Conservative leadership candidate Maxime Bernier is promising to free up the market for milk, egg and poultry in Canada, urging his rivals to show the same "courage" by going against the decades-old supply management system.
Mr. Bernier said Canada should phase out the system over five to 10 years, compensating farmers for the full value of their existing quotas at a cost of $18-billion to $28-billion. The money would come from a "temporary levy" on these products, after which there would be a "free, open and fair system for all, with lower prices, innovation, and more growth in the whole agricultural sector."
Currently, Mr. Bernier said, Canadian consumers are forced to pay an additional $2.6-billion a year for their milk, eggs and poultry products, in comparison to world prices.
Mr. Bernier is going against the Conservative Party's traditional position in favour of supply management, but also against the powerful lobby that includes dozens of farmers in his own riding of Beauce, south of Quebec City.
"Canada is the last country in the industrialized world to hold on to the supply management system, and it is time to put an end to it," Mr. Bernier said at a news conference in Ottawa on Tuesday.
While he brands himself as a free market enthusiast, Mr. Bernier has long spoken publicly in favour of the quota system. However, he admitted at his news conference that he did so out of respect for the Conservative Party's policy declaration.
"As an MP and minister in a government that supported supply management, I was not in a position to question the party's democratic decision, or cabinet solidarity. And so I went along with it, even though I had grave misgivings about it for all these years," said Mr.

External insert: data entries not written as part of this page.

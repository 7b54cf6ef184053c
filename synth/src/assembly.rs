// Copyright Amazon.com, Inc. or its affiliates. All Rights Reserved.
// SPDX-License-Identifier: MIT-0

//! Cloud assembly: the synthesized stacks, linked and ordered for deployment.
//!
//! # Linking
//!
//! Every reference a stack imports from another stack gets a matching output
//! with an `Export` on the producer. The producer then becomes a dependency
//! of the consumer.
//!
//! # Output layout
//!
//! ```text
//! <dir>/
//!   manifest.json              artifacts, dependencies, deploy order
//!   <stack>.template.json      one CloudFormation template per stack
//! ```

use std::collections::{BTreeMap, BTreeSet};
use std::path::{Path, PathBuf};

use serde::{Deserialize, Serialize};

use crate::constants::{ASSEMBLY_VERSION, MANIFEST_FILE};
use crate::context::MissingContext;
use crate::errors::SynthError;
use crate::stack::Stack;
use crate::template::{Export, Output, Reference};

#[derive(Debug, Clone, PartialEq, Serialize, Deserialize)]
#[serde(rename_all = "camelCase")]
pub struct Manifest {
    pub version: String,
    pub artifacts: BTreeMap<String, Artifact>,
    pub deploy_order: Vec<String>,
    #[serde(default, skip_serializing_if = "Vec::is_empty")]
    pub missing: Vec<MissingContext>,
}

#[derive(Debug, Clone, PartialEq, Serialize, Deserialize)]
#[serde(rename_all = "camelCase")]
pub struct Artifact {
    #[serde(rename = "type")]
    pub artifact_type: String,
    pub environment: String,
    pub properties: ArtifactProperties,
    #[serde(default, skip_serializing_if = "Vec::is_empty")]
    pub dependencies: Vec<String>,
}

#[derive(Debug, Clone, PartialEq, Serialize, Deserialize)]
#[serde(rename_all = "camelCase")]
pub struct ArtifactProperties {
    pub template_file: String,
}

#[derive(Debug, Clone)]
pub struct CloudAssembly {
    stacks: Vec<Stack>,
    deploy_order: Vec<String>,
    missing: Vec<MissingContext>,
}

impl CloudAssembly {
    /// Links cross-stack references and computes the deploy order.
    ///
    /// # Errors
    ///
    /// - [`SynthError::UnknownStack`] if a reference or dependency names a
    ///   stack that is not part of the assembly
    /// - [`SynthError::DependencyCycle`] if the stacks cannot be ordered
    #[tracing::instrument(skip_all, fields(stacks = stacks.len()))]
    pub fn synthesize(
        mut stacks: Vec<Stack>,
        missing: Vec<MissingContext>,
    ) -> Result<Self, SynthError> {
        let imports: Vec<Reference> = stacks
            .iter()
            .flat_map(|s| s.imports().iter().cloned())
            .collect();

        for reference in imports {
            let producer = stacks
                .iter_mut()
                .find(|s| s.name() == reference.stack)
                .ok_or_else(|| SynthError::UnknownStack(reference.stack.clone()))?;
            export(producer, &reference);
        }

        let deploy_order = deploy_order(&stacks)?;
        tracing::debug!("[synth] deploy order: {:?}", deploy_order);

        Ok(Self {
            stacks,
            deploy_order,
            missing,
        })
    }

    pub fn stacks(&self) -> &[Stack] {
        &self.stacks
    }

    pub fn stack(&self, name: &str) -> Option<&Stack> {
        self.stacks.iter().find(|s| s.name() == name)
    }

    pub fn deploy_order(&self) -> &[String] {
        &self.deploy_order
    }

    /// Context entries that were still unresolved when this assembly was built.
    pub fn missing(&self) -> &[MissingContext] {
        &self.missing
    }

    pub fn template_file(stack: &str) -> String {
        format!("{stack}.template.json")
    }

    pub fn manifest(&self) -> Manifest {
        let artifacts = self
            .stacks
            .iter()
            .map(|stack| {
                let artifact = Artifact {
                    artifact_type: "aws:cloudformation:stack".to_string(),
                    environment: stack.env().to_string(),
                    properties: ArtifactProperties {
                        template_file: Self::template_file(stack.name()),
                    },
                    dependencies: stack.dependencies().into_iter().collect(),
                };
                (stack.name().to_string(), artifact)
            })
            .collect();

        Manifest {
            version: ASSEMBLY_VERSION.to_string(),
            artifacts,
            deploy_order: self.deploy_order.clone(),
            missing: self.missing.clone(),
        }
    }

    /// Writes every template and the manifest, returning the written paths.
    #[tracing::instrument(skip(self))]
    pub fn write(&self, dir: &Path) -> Result<Vec<PathBuf>, SynthError> {
        std::fs::create_dir_all(dir)?;

        let mut written = Vec::with_capacity(self.stacks.len() + 1);
        for stack in &self.stacks {
            let path = dir.join(Self::template_file(stack.name()));
            let contents = serde_json::to_string_pretty(stack.template())?;
            std::fs::write(&path, contents + "\n")?;
            tracing::info!(
                "[synth] wrote {} ({} resources)",
                path.display(),
                stack.template().resources.len()
            );
            written.push(path);
        }

        let path = dir.join(MANIFEST_FILE);
        std::fs::write(&path, serde_json::to_string_pretty(&self.manifest())? + "\n")?;
        tracing::info!("[synth] wrote {}", path.display());
        written.push(path);

        Ok(written)
    }
}

fn export(producer: &mut Stack, reference: &Reference) {
    let output_id = reference.export_output_id();
    let outputs = &mut producer.template_mut().outputs;
    if outputs.contains_key(&output_id) {
        return;
    }
    outputs.insert(
        output_id,
        Output {
            value: reference.local_value(),
            description: None,
            export: Some(Export {
                name: reference.export_name(),
            }),
        },
    );
}

/// Orders stacks so every stack follows its dependencies. Ties keep the
/// order the stacks were added in.
fn deploy_order(stacks: &[Stack]) -> Result<Vec<String>, SynthError> {
    let names: BTreeSet<&str> = stacks.iter().map(|s| s.name()).collect();
    let dependencies: Vec<(&str, BTreeSet<String>)> = stacks
        .iter()
        .map(|s| (s.name(), s.dependencies()))
        .collect();

    for (_, deps) in &dependencies {
        if let Some(unknown) = deps.iter().find(|d| !names.contains(d.as_str())) {
            return Err(SynthError::UnknownStack(unknown.clone()));
        }
    }

    let mut ordered: Vec<String> = Vec::with_capacity(stacks.len());
    while ordered.len() < stacks.len() {
        let next = dependencies.iter().find(|(name, deps)| {
            !ordered.iter().any(|o| o == name) && deps.iter().all(|d| ordered.contains(d))
        });

        match next {
            Some((name, _)) => ordered.push(name.to_string()),
            None => {
                let remaining = dependencies
                    .iter()
                    .map(|(name, _)| name.to_string())
                    .filter(|name| !ordered.contains(name))
                    .collect();
                return Err(SynthError::DependencyCycle(remaining));
            }
        }
    }

    Ok(ordered)
}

Bernier, who was first elected to the House in 2006.
The announcement comes as the Dairy Farmers of Canada are planning a large demonstration on Thursday on Parliament Hill – with many of them travelling on tractors – to fight for the preservation of supply management in Canada.
DFC spokeswoman Isabelle Bouchard said that Mr. Bernier's estimate of a $28-billion compensation package "falls short," saying there will be additional costs to keep Canada's farms afloat in a free-market regime.
Ms. Bouchard added that deregulation in other countries has caused falling income for farmers – and little reward for consumers.
"The OECD [Organization for Economic Co-operation and Development] has said there is no correlation in the price paid to farmers and the price paid by consumers," Ms. Bouchard said.
Mr. Bernier has a tough road ahead of him, as all major political parties in Canada support supply management. In addition to winning the leadership race, set for May, 2017, Mr. Bernier would need to convince the Conservative Party to change its policy on supply management at a convention in 2018.
His top organizer in Quebec, Conservative MP Jacques Gourde, will not adhere to Mr. Bernier's policy and will keep fighting to preserve supply management, Mr. Bernier said.
Still, Mr. Bernier said he hopes that other candidates in the Conservative leadership race will line up with him against supply management.
"I'm a Conservative who believes in freedom and free markets," he told reporters. "You will have to ask the other candidates. I don't know if the others will have the courage to speak for 35 million Canadians."
Conservative MP Michael Chong, who is also running for his party's leadership, said Mr. Bernier's "unilateral" move would weaken Canada's position in international trade negotiations. In an interview, Mr. Chong said that in recent trade deals, Canada worked alongside the agricultural sector "to give up some protection in return for major concessions from our trading partners."
"Maxime is full of ideas, and I welcome this debate, but I don't agree with his position," Mr. Chong said.
The office of the third declared candidate, Conservative MP Kellie Leitch, did not respond to questions about her position on supply management.